My first play of Terraforming Mars with the Colonies ExpansionLast week was Deanna and my anniversary. Deanna got me a copy of the Terraforming Mars: Colonies expansion to celebrate, and the first game I played using it was a two player game, just her and I.

Now everyone knows how much I love Terraforming Mars. Colonies was the only expansion I didn’t own and one I had heard good things about. So far I’ve been pretty happy with the other expansions. To me me Prelude is a must own expansion, and one I plan on using every game of Terraforming Mars I play. Hellas & Elysium is a nice to have expansion. I don’t love it and I don’t actually mind using the base map, but it’s nice to toss in a variant map now and then, especially when playing with people who have played the game many times.
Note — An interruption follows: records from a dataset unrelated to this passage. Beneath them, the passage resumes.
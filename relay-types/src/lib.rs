/*
 * Copyright 2025 Security Union LLC
 *
 * Licensed under either of
 *
 * * Apache License, Version 2.0
 *   (http://www.apache.org/licenses/LICENSE-2.0)
 * * MIT license
 *   (http://opensource.org/licenses/MIT)
 *
 * at your option.
 */

//! Shared API types for the identity federation relay.
//!
//! This crate defines the contract between the relay and the frontend that
//! holds its session tokens. It has no HTTP framework or JWT library types.

pub mod claims;
pub mod error;

pub use claims::{IdentityClaims, SessionClaims};
pub use error::ErrorBody;
/*
 * Copyright 2025 Security Union LLC
 *
 * Licensed under either of
 *
 * * Apache License, Version 2.0
 *   (http://www.apache.org/licenses/LICENSE-2.0)
 * * MIT license
 *   (http://opensource.org/licenses/MIT)
 *
 * at your option.
 */

//! Identity federation relay library.
//!
//! This crate provides the Axum router, application state, and configuration
//! for the relay. The binary entry point (`main.rs`) is a thin wrapper that
//! calls into this library.

pub mod auth;
pub mod config;
pub mod error;
pub mod oauth;
pub mod routes;
pub mod state;
pub mod token;
pub mod token_validator;
/*
 * Copyright 2025 Security Union LLC
 *
 * Licensed under either of
 *
 * * Apache License, Version 2.0
 *   (http://www.apache.org/licenses/LICENSE-2.0)
 * * MIT license
 *   (http://opensource.org/licenses/MIT)
 *
 * at your option.
 */

//! Axum router configuration for the relay.

pub mod oauth;
pub mod session;

use axum::{routing::get, Router};

use crate::state::AppState;

/// Build the full application router. Paths are part of the frontend contract.
pub fn router() -> Router<AppState> {
    Router::new()
        // OAuth login
        .route("/auth/google", get(oauth::login))
        .route("/auth/google/callback", get(oauth::callback))
        // Session check
        .route("/me", get(session::me))
}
Venus Next is my least favourite expansion but I still dig it. The thing is, a few people in my group don’t like it at all, one of them being Deanna.

So for our first play of Terraforming Mars Colonies we used the base map and kept in the Preludes expansion but took out Venus Next. This two player game took us almost four hours! Not only was it long but it was also a slog. After the first hour, I was pretty much certain I had no chance of winning. Deanna had way too much income and had some combos going with colonies and bacteria that I just couldn’t compete with. As it played out, I was right. We probably could have called the game an hour and a half in and saved two hours of me just watching her rack up a massive score while I did almost nothing. I almost suggested this but thought she was having fun so didn’t say anything. After the game she pointed out that I should have said something because from her side, it was boring already knowing she had pretty much won the game but still going through the steps.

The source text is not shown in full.